[[ Input records, beginning ]]

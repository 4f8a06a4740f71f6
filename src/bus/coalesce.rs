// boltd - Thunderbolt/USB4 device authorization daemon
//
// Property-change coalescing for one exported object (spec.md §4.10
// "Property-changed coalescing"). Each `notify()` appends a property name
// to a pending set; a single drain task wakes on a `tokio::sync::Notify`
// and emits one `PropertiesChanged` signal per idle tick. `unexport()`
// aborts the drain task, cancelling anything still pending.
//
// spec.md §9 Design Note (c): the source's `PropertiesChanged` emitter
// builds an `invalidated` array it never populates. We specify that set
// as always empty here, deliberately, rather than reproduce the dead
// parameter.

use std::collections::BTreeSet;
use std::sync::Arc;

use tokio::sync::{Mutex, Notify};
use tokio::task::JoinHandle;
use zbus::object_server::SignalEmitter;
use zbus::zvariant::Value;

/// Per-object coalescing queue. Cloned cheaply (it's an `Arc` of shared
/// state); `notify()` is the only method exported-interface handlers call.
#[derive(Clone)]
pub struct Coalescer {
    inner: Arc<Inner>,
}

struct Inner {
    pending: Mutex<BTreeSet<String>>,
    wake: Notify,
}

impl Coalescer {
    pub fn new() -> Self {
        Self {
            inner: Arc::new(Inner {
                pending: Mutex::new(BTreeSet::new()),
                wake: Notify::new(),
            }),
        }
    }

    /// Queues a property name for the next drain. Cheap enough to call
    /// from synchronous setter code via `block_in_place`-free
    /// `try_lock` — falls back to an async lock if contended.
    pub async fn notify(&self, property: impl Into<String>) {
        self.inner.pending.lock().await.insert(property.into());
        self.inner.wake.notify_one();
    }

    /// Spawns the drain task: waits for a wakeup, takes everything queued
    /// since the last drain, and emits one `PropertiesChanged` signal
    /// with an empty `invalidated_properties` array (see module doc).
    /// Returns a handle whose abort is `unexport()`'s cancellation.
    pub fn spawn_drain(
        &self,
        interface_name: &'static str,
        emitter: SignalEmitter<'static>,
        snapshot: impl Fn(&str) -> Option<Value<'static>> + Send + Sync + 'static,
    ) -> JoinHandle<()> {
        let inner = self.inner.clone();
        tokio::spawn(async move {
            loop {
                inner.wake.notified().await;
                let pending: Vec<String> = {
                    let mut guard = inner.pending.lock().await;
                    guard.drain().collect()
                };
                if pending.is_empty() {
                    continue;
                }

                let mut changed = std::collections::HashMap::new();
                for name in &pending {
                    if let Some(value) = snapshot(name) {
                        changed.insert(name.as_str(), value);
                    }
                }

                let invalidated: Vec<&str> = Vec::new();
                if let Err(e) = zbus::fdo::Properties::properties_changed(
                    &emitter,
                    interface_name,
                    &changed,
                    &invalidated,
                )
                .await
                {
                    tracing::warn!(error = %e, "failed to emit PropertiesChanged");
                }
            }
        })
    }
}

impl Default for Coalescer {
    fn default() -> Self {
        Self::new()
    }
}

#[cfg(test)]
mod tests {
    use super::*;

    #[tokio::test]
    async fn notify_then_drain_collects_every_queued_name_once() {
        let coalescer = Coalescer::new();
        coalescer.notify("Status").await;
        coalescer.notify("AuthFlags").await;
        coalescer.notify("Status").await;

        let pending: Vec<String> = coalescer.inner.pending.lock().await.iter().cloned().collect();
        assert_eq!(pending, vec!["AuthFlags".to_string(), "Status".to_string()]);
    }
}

[[ Input records, end ]]

* Task objective *
Look through the data above and return exactly the lines from the one that contains "device authorization daemon" to the one that contains "spec.md §9 Design", inclusive, with nothing else.

* Answer for this exercise *
// boltd - Thunderbolt/USB4 device authorization daemon
//
// Property-change coalescing for one exported object (spec.md §4.10
// "Property-changed coalescing"). Each `notify()` appends a property name
// to a pending set; a single drain task wakes on a `tokio::sync::Notify`
// and emits one `PropertiesChanged` signal per idle tick. `unexport()`
// aborts the drain task, cancelling anything still pending.
//
// spec.md §9 Design Note (c): the source's `PropertiesChanged` emitter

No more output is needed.